The director of the company running Carmarthen livestock market has sought to reassure farmers after reports that some have not been paid for stock sold there up to eight weeks ago.

BJP Marts Ltd operates the out of town market on a site rented from Carmarthenshire County Council.

A market hasn’t been run at Carmarthen for many weeks and some farmers say they are owed money for animals traded there in July.

Pembrokeshire livestock farmer Peter Weeks says he is owed £4,289 after two cheques for the sale of store cattle and weaned suckler calves were returned by the bank.

Mr Weeks suggests he has made repeated attempts to contact the company’s director, Jonathan Morgan, about payment but the matter had yet to be resolved.

“I was assured there would be a bank transfer to cover the amounts on the cheques that bounced but that was eight weeks ago and I still haven’t been paid,’’ said Mr Weeks, who farms in Boncath and has been a customer at Carmarthen market for 20 years.

The last advertised sale at Carmarthen was on July 3 when a monthly sale of breeding cattle, organic cattle, stock bulls and weaned calves was held.

According to Mr Morgan, he is currently in the process of restructuring the business with support from a private investor following the resignation of his co-director, Iwan Jones, earlier this year.

He insists that he had visited most of farmers who had not been paid, to explain the situation.

“I am endeavouring through the restructure to ensure they are paid as soon as possible,’’ he says.
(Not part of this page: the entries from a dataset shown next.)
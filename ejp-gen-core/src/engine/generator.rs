use super::consensus::consensus_set;
use super::prediction_input::{Method, PredictionInput};
use super::result_set::ResultSet;
use super::rng::{Mulberry32, RandomSource, SystemRandom};
use super::variants::generate_set;

/// Factory producing a fresh ambient source for every unseeded request.
type AmbientFactory = Box<dyn Fn() -> Box<dyn RandomSource> + Send + Sync>;

/// High-level interface for generating prediction sets.
///
/// # Responsibilities
/// - Derive one random source per request: seed text folds into a
///   deterministic mixing generator, no seed pulls a fresh ambient source
/// - Run the selected method `sets` times against that single source
/// - Reject contract violations instead of clamping them
///
/// Sets of one request share one advancing stream: set N+1 starts where
/// set N stopped, so a request's whole output is one trajectory.
pub struct Generator {
	ambient: AmbientFactory,
}

impl Generator {
	/// Creates a generator whose unseeded requests use platform randomness.
	pub fn new() -> Self {
		Self::with_ambient_source(Box::new(|| Box::new(SystemRandom::new())))
	}

	/// Creates a generator with a substitute ambient source factory.
	///
	/// Lets embedders swap the platform randomness behind unseeded
	/// requests for a fixed-sequence source.
	pub fn with_ambient_source(ambient: AmbientFactory) -> Self {
		Self { ambient }
	}

	/// Generates `input.sets` result sets with `input.method`.
	///
	/// # Behavior
	/// - Seeded requests are fully reproducible: equal seed text, method
	///   and set count give equal output on any platform
	/// - The first sets of a request are a prefix of any longer request
	///   with the same seed and method
	///
	/// # Errors
	/// Returns an error if `input.sets` is zero.
	pub fn predict(&self, input: &PredictionInput) -> Result<Vec<ResultSet>, String> {
		if input.sets == 0 {
			return Err("Sets must be at least 1".to_owned());
		}

		let mut rand = self.derive_source(input.seed.as_deref());
		let mut sets = Vec::with_capacity(input.sets);
		for _ in 0..input.sets {
			sets.push(match input.method {
				Method::Algorithm(algorithm) => generate_set(algorithm, rand.as_mut()),
				Method::Consensus => consensus_set(rand.as_mut()),
			});
		}

		Ok(sets)
	}

	/// One derived source per request, never shared across requests.
	fn derive_source(&self, seed: Option<&str>) -> Box<dyn RandomSource> {
		match seed {
			Some(text) if !text.is_empty() => Box::new(Mulberry32::from_text(text)),
			_ => (self.ambient)(),
		}
	}
}

impl Default for Generator {
	fn default() -> Self {
		Self::new()
	}
}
The restructure would allow him to “take the business forward’’, he adds.

Mr Morgan suggests that the lease on the site had expired and that he was in the process of “resolving that’’ with the local authority.

“It has been a challenge, these are very big premises with onerous overheads and that is why we needed someone (private investor) on board.’’

He says he plans to get the market up and running again “as soon as possible’’.

“It doesn’t benefit anyone to have the market closed for a lengthy period, Covid has played a part in that, it has not been easy,’’.

In March 2020, a notice appeared in the Official Public Record, The Gazette, stating that the Registrar of Companies was giving notice that Bob Jones, Prytherch and Co Marts Ltd would be struck off the register and dissolved.

But the following month another notice appeared stating that the striking off action had been discontinued.

The initial notice was the result of an administrative error, says Mr Morgan.

The market was once the most strategically important livestock centre in west Wales with a buoyant trade and good road networks but numbers of livestock offered for sale have significantly fallen over a period of time.